- WHAT YOU WILL DO: Using the records beneath, say how many lines contain the word "PaymentId", without comment.

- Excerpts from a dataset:
________________
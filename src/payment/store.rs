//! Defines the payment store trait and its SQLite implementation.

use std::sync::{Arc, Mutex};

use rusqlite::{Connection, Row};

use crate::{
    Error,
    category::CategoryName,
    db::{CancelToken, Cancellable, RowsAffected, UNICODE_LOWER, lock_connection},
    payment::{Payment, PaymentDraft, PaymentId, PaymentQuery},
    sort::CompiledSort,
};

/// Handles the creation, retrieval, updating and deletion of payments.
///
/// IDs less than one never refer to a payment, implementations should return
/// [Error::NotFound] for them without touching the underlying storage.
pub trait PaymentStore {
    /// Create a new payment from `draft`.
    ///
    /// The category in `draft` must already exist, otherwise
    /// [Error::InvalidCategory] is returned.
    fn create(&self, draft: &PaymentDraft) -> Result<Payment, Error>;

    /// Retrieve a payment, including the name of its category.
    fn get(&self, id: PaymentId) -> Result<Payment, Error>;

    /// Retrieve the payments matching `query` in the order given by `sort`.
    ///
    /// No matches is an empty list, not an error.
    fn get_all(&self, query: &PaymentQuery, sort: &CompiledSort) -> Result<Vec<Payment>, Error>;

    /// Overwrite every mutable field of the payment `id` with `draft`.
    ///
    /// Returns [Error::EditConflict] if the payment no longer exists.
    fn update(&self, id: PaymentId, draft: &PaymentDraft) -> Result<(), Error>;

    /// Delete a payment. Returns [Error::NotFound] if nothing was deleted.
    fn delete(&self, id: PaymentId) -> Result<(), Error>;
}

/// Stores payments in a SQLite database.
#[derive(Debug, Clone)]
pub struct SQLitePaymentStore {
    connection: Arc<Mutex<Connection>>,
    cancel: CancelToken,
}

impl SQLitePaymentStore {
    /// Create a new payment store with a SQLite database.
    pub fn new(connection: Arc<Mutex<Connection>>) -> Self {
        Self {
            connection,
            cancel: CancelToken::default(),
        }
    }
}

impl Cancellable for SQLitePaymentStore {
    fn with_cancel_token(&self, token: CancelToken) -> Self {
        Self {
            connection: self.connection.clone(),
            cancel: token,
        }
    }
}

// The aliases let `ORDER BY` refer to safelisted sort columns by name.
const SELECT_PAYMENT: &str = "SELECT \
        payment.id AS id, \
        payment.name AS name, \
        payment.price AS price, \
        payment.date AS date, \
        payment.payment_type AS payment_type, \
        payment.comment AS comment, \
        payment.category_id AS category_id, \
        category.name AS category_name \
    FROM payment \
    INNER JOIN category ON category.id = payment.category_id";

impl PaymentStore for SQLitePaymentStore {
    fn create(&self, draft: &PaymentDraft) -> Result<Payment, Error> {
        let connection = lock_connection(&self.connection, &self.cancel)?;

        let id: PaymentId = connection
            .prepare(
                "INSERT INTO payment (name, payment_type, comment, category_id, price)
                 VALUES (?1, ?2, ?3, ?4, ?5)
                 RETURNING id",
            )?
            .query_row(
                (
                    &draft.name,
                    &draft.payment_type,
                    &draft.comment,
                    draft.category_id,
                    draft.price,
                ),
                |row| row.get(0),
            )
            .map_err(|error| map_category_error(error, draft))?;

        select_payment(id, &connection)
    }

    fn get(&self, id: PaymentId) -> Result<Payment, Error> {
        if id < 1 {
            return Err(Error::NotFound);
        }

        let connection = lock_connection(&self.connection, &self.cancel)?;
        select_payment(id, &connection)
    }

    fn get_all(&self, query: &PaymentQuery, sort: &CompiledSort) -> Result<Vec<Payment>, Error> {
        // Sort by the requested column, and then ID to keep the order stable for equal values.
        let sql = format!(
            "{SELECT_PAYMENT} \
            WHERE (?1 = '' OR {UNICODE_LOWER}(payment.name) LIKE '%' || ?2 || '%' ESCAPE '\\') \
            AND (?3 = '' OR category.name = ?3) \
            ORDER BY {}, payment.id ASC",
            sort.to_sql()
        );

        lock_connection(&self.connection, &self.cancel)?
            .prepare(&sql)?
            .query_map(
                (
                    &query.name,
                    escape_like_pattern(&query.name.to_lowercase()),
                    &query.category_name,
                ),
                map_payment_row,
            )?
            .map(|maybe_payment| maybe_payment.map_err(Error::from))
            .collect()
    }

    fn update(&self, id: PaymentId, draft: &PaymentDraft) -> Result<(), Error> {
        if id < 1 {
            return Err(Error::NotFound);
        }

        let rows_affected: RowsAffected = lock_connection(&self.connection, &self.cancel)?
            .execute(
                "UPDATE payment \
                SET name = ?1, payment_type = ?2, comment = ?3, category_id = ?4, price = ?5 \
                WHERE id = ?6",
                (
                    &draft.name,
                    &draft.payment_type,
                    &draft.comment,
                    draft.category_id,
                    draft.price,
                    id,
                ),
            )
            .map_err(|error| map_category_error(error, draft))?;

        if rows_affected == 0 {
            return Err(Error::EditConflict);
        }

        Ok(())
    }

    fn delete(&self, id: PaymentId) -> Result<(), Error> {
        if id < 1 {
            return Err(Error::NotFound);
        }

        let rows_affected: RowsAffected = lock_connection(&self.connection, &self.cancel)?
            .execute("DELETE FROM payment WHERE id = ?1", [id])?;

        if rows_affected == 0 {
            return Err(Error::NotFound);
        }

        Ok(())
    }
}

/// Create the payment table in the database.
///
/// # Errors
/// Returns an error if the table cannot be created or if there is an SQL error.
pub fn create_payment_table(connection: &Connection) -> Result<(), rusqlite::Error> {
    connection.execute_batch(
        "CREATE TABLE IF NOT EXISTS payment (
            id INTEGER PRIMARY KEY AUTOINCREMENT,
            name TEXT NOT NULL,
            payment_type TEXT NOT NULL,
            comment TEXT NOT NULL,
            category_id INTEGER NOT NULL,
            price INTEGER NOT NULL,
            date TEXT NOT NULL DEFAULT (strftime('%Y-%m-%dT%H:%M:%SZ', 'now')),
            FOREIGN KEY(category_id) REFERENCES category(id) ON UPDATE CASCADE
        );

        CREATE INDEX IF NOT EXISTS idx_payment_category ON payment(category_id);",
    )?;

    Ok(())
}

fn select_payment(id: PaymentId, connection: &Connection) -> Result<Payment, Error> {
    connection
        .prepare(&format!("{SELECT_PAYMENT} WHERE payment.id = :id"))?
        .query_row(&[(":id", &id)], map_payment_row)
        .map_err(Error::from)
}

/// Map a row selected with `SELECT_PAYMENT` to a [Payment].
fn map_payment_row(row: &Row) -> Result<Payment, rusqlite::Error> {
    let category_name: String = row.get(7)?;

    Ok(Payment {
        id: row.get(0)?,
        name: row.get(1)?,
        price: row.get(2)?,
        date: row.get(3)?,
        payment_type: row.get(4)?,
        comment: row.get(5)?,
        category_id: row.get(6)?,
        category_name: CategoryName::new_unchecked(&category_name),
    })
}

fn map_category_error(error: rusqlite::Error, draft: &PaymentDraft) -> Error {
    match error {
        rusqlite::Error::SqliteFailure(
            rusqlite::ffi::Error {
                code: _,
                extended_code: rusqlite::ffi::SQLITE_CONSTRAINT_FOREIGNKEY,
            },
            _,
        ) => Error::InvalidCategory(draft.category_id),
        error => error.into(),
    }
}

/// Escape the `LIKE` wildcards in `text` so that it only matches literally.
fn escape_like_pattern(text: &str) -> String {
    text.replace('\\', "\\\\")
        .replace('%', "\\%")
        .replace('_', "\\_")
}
________________
- ANSWER TO THIS EXERCISE: 9